The convenience of having local information oozing out of our handsets whenever we need it means mobile search is becoming big business.

We search differently on our mobiles than we do on our desktops. When we are out and about we hunt for products and services we need soon, if not immediately. For example, it might be the location of, or directions to, a restaurant, entertainment venue or retailer.

Earlier this month, Google Maps 4.2 even started helping cyclists find local biking directions using mobile search. Such a service will be extremely useful if we get lost whilst peddling the countryside or risking our life on the streets of our towns and cities.

For brands that fail to take the peculiarities of mobile search on board, their entire mobile marketing strategy is doomed to failure. If they choose to embrace the differences then mobile search can be very profitable indeed.

When we search on our desktops at home we tend to purchase products, but as we fight the crowds on the high street we tend to act differently. We want our mobile device to help us compare prices between rival stores so we waste as little time as possible physically shopping. 

Of course, actual sales can be achieved on mobile using clever search techniques. Think Amazon’s successful ‘search, shop and buy’ service or the success of eBay’s iPhone app which enabled it to sell more than 1.5m items via mobile last Christmas, a three-fold increase on the year before.

In an ideal world our mobile, via the brands we have a relationship with, should also enable us to redeem vouchers and scan barcodes, but brands do get their mobile search strategy wrong.

It can be tempting, with budgetary and time constraints to simply duplicate desktop website content on a mobile site, for example. This is not good. Remember:

• Everyone has a short attention span when they visit a mobile site so the content must reflect that.
• Keep content simple with a one column page layout. Include a link to desktop page if you must.
• Crucially, understand the relationship that search engines have with mobile sites and how this differs when it comes to displaying search results for desktop content. Optimising your mobile site is vital and make sure you get your mobile analytics spot on.
• Consider how different search engines deliver paid for ads. 

Figures published by Econsultancy reveal that 28.3% of mobile phone users in Europe and 28.4% in the US now have 3G capability on their mobiles, which suggests that companies need to get their plans for mobile search sorted sooner rather than later.

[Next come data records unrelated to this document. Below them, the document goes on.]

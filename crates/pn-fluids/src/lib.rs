//! pn-fluids: fluid and pipe material properties for pumpnet.
//!
//! Provides:
//! - `FluidProperties` (density + kinematic viscosity) and `PipeMaterial` (roughness)
//! - the built-in catalogue of materials, fluids and fitting loss coefficients
//! - `Library`, a two-tier registry overlaying user entries on the built-ins

pub mod catalog;
pub mod error;
pub mod library;
pub mod model;

pub use catalog::{
    FittingCatalogEntry, builtin_fluids, builtin_materials, filter_fitting_catalog,
    fitting_catalog, fitting_k,
};
pub use error::{LibraryError, LibraryResult};
pub use library::{Library, Tier};
pub use model::{FluidProperties, PipeMaterial};
//! Error types for solver operations.

use pn_components::ComponentError;
use pn_core::error::PnError;
use thiserror::Error;

/// Errors that can occur while solving the network.
///
/// `IncompatiblePump`, `InfeasibleParallelSplit` and `NoOperatingPoint` are
/// expected outcomes for some inputs and are meant to be shown to the user;
/// the others indicate malformed input.
#[derive(Error, Debug, Clone, PartialEq)]
pub enum SolverError {
    #[error(
        "Incompatible pump: shutoff head {shutoff_head_m:.2} m is below the geometric head {geometric_head_m:.2} m"
    )]
    IncompatiblePump {
        shutoff_head_m: f64,
        geometric_head_m: f64,
    },

    #[error("No valid flow distribution across parallel branches at {total_flow_m3h:.3} m³/h")]
    InfeasibleParallelSplit { total_flow_m3h: f64 },

    #[error("No operating point found, check the pump curve and network parameters ({what})")]
    NoOperatingPoint { what: String },

    #[error("Invalid range: {what}")]
    InvalidRange { what: String },

    #[error("Component error: {0}")]
    Component(#[from] ComponentError),
}

pub type SolverResult<T> = Result<T, SolverError>;

impl From<SolverError> for PnError {
    fn from(e: SolverError) -> Self {
        match e {
            SolverError::IncompatiblePump { .. } => PnError::InvalidArg {
                what: "incompatible pump",
            },
            SolverError::InfeasibleParallelSplit { .. } => PnError::InvalidArg {
                what: "parallel split",
            },
            SolverError::NoOperatingPoint { .. } => PnError::InvalidArg {
                what: "operating point",
            },
            SolverError::InvalidRange { .. } => PnError::InvalidArg { what: "range" },
            SolverError::Component(err) => err.into(),
        }
    }
}
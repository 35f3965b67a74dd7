//! pn-core: stable foundation for pumpnet.
//!
//! Contains:
//! - units (uom SI types + constructors, gravity)
//! - numeric (solver penalty marker and helpers)
//! - ids (stable segment IDs for UI correlation)
//! - error (shared error types)

pub mod error;
pub mod ids;
pub mod numeric;
pub mod units;

// Re-exports: nice ergonomics for downstream crates
pub use error::{PnError, PnResult};
pub use ids::*;
pub use numeric::*;
pub use units::*;
//! Least-squares polynomial fit of tabulated pump data.

use nalgebra::{DMatrix, DVector};

/// Degree used for head and efficiency curves unless told otherwise.
pub const DEFAULT_DEGREE: usize = 2;

/// One cell of a user-entered sample table.
#[derive(Debug, Clone, PartialEq)]
pub enum Cell {
    Number(f64),
    /// Free text as typed; coerced if it parses as a number.
    Text(String),
    Missing,
}

impl Cell {
    /// Numeric value, or `None` if the cell is missing, unparsable or not finite.
    pub fn coerce(&self) -> Option<f64> {
        let v = match self {
            Cell::Number(v) => *v,
            Cell::Text(s) => s.trim().parse::<f64>().ok()?,
            Cell::Missing => return None,
        };
        v.is_finite().then_some(v)
    }
}

impl From<f64> for Cell {
    fn from(v: f64) -> Self {
        Cell::Number(v)
    }
}

impl From<&str> for Cell {
    fn from(s: &str) -> Self {
        Cell::Text(s.to_string())
    }
}

/// One `(flow, value)` row of a pump or efficiency table.
#[derive(Debug, Clone, PartialEq)]
pub struct SampleRow {
    pub flow: Cell,
    pub value: Cell,
}

impl SampleRow {
    pub fn new(flow: impl Into<Cell>, value: impl Into<Cell>) -> Self {
        Self {
            flow: flow.into(),
            value: value.into(),
        }
    }

    fn coerce(&self) -> Option<(f64, f64)> {
        Some((self.flow.coerce()?, self.value.coerce()?))
    }
}

/// Polynomial with coefficients stored highest degree first.
#[derive(Debug, Clone, PartialEq)]
pub struct Polynomial {
    coefficients: Vec<f64>,
}

impl Polynomial {
    /// `coefficients[0]` multiplies the highest power.
    pub fn new(coefficients: Vec<f64>) -> Self {
        Self { coefficients }
    }

    pub fn coefficients(&self) -> &[f64] {
        &self.coefficients
    }

    pub fn degree(&self) -> usize {
        self.coefficients.len().saturating_sub(1)
    }

    /// Horner evaluation. Defined everywhere; no clamping to the sample range.
    pub fn eval(&self, x: f64) -> f64 {
        self.coefficients.iter().fold(0.0, |acc, c| acc * x + c)
    }
}

/// Fit a polynomial of `degree` through the valid rows of `rows`.
///
/// Rows with a missing or non-numeric cell are dropped. Returns `None` when
/// fewer than `degree + 1` rows survive.
pub fn fit_curve(rows: &[SampleRow], degree: usize) -> Option<Polynomial> {
    let points: Vec<(f64, f64)> = rows.iter().filter_map(SampleRow::coerce).collect();
    fit_points(&points, degree)
}

/// Least-squares fit on already-numeric points.
///
/// Abscissae are scaled by their largest magnitude before building the
/// Vandermonde matrix, then the coefficients are scaled back.
pub fn fit_points(points: &[(f64, f64)], degree: usize) -> Option<Polynomial> {
    if points.len() < degree + 1 {
        return None;
    }

    let scale = points
        .iter()
        .map(|(x, _)| x.abs())
        .fold(0.0_f64, f64::max);
    let scale = if scale > 0.0 { scale } else { 1.0 };

    let cols = degree + 1;
    let a = DMatrix::from_fn(points.len(), cols, |i, j| {
        (points[i].0 / scale).powi((degree - j) as i32)
    });
    let b = DVector::from_iterator(points.len(), points.iter().map(|(_, y)| *y));

    let solved = a.svd(true, true).solve(&b, 1e-14).ok()?;

    let coefficients: Vec<f64> = solved
        .iter()
        .enumerate()
        .map(|(j, c)| c / scale.powi((degree - j) as i32))
        .collect();

    coefficients
        .iter()
        .all(|c| c.is_finite())
        .then(|| Polynomial::new(coefficients))
}

#[cfg(test)]
mod tests {
    use super::*;

    #[test]
    fn horner_evaluation() {
        // 40 - 0.1 x^2
        let p = Polynomial::new(vec![-0.1, 0.0, 40.0]);
        assert_eq!(p.degree(), 2);
        assert!((p.eval(0.0) - 40.0).abs() < 1e-12);
        assert!((p.eval(10.0) - 30.0).abs() < 1e-12);
        // extrapolates without clamping
        assert!((p.eval(-30.0) - -50.0).abs() < 1e-9);
    }

    #[test]
    fn three_points_are_interpolated_exactly() {
        let rows = vec![
            SampleRow::new(0.0, 40.0),
            SampleRow::new(50.0, 35.0),
            SampleRow::new(100.0, 25.0),
        ];
        let p = fit_curve(&rows, DEFAULT_DEGREE).unwrap();
        assert!((p.eval(0.0) - 40.0).abs() < 1e-9);
        assert!((p.eval(50.0) - 35.0).abs() < 1e-9);
        assert!((p.eval(100.0) - 25.0).abs() < 1e-9);
    }

    #[test]
    fn recovers_known_coefficients() {
        let points: Vec<(f64, f64)> = (0..8)
            .map(|i| {
                let x = i as f64 * 10.0;
                (x, 40.0 - 0.1 * x * x)
            })
            .collect();
        let p = fit_points(&points, 2).unwrap();
        let c = p.coefficients();
        assert!((c[0] - -0.1).abs() < 1e-9);
        assert!(c[1].abs() < 1e-7);
        assert!((c[2] - 40.0).abs() < 1e-7);
    }

    #[test]
    fn least_squares_line_through_noisy_points() {
        let points = [(0.0, 1.0), (1.0, 3.1), (2.0, 4.9), (3.0, 7.0)];
        let p = fit_points(&points, 1).unwrap();
        // Normal-equation solution: slope 1.98, intercept 1.03
        assert!((p.coefficients()[0] - 1.98).abs() < 1e-9);
        assert!((p.coefficients()[1] - 1.03).abs() < 1e-9);
    }

    #[test]
    fn invalid_rows_are_dropped() {
        let rows = vec![
            SampleRow::new(0.0, 40.0),
            SampleRow::new("50", " 35.0 "),
            SampleRow::new("abc", 30.0),
            SampleRow {
                flow: Cell::Number(75.0),
                value: Cell::Missing,
            },
            SampleRow::new(f64::NAN, 20.0),
            SampleRow::new(100.0, 25.0),
        ];
        let p = fit_curve(&rows, 2).unwrap();
        assert!((p.eval(50.0) - 35.0).abs() < 1e-9);
    }

    #[test]
    fn too_few_valid_rows_gives_none() {
        let rows = vec![
            SampleRow::new(0.0, 40.0),
            SampleRow::new(50.0, 35.0),
            SampleRow::new("n/a", 25.0),
        ];
        assert!(fit_curve(&rows, 2).is_none());
        assert!(fit_curve(&[], 0).is_none());
        assert!(fit_curve(&rows[..2], 1).is_some());
    }

    #[test]
    fn text_coercion() {
        assert_eq!(Cell::from(" 12.5").coerce(), Some(12.5));
        assert_eq!(Cell::from("").coerce(), None);
        assert_eq!(Cell::from("inf").coerce(), None);
        assert_eq!(Cell::Missing.coerce(), None);
    }
}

The lack of space on mobile sites means there is more of a role in future for filtered navigation so consumers can browse from a narrower selection. Mobile content also needs strong calls to action and links.

When it comes to using keywords you must think differently and spend time researching which words and phrases are specifically used in mobile search. Forget the longtail and force yourself to be short and succinct.

Our senses will play an increasing role in mobile search. Visual search will add more value to the offline shopping experience. Consumers want to take pictures of products and then search for comparable items in nearby retailers.

Last month, Google bought mobile visual search start-up Plink. Plink’s first product allowed users to photograph and identify works of art and the technology can easily be adapted for retail use.

Ensure your strategy takes into account the growth in Voice recognition technology in mobile search. Both Google and Apple have been on the acquisition trail with Google buying internet telephony software company Gizmo 5. The rumour is Google Talk and Google Voice will be combined into one product. Apple has taken over supplier Siri, which makes a voice app for the iPhone.

In fact, the expansion of applications for smartphones makes it even more important that brands act now when it comes to mobile search.

According to the recent Econsultancy breakfast briefing ‘Apps – this changes everything’ presented by Simon Andrews of mobile agency Addictive, there are now more than 185,000 Apps for the Apple iPhone, and by April downloads had topped four billion. Yet, in the same report, it seems that only 8% of Fortune 1000 companies have a mobile strategy, let alone an effective plan for making the most of mobile search.

Marketing teams go nuts about social media and are upping their budgets in that area but many are ignoring mobile search, which has the power to drive instant sales. As we emerge from recession, it needs a bigger profile in marketing strategy meetings.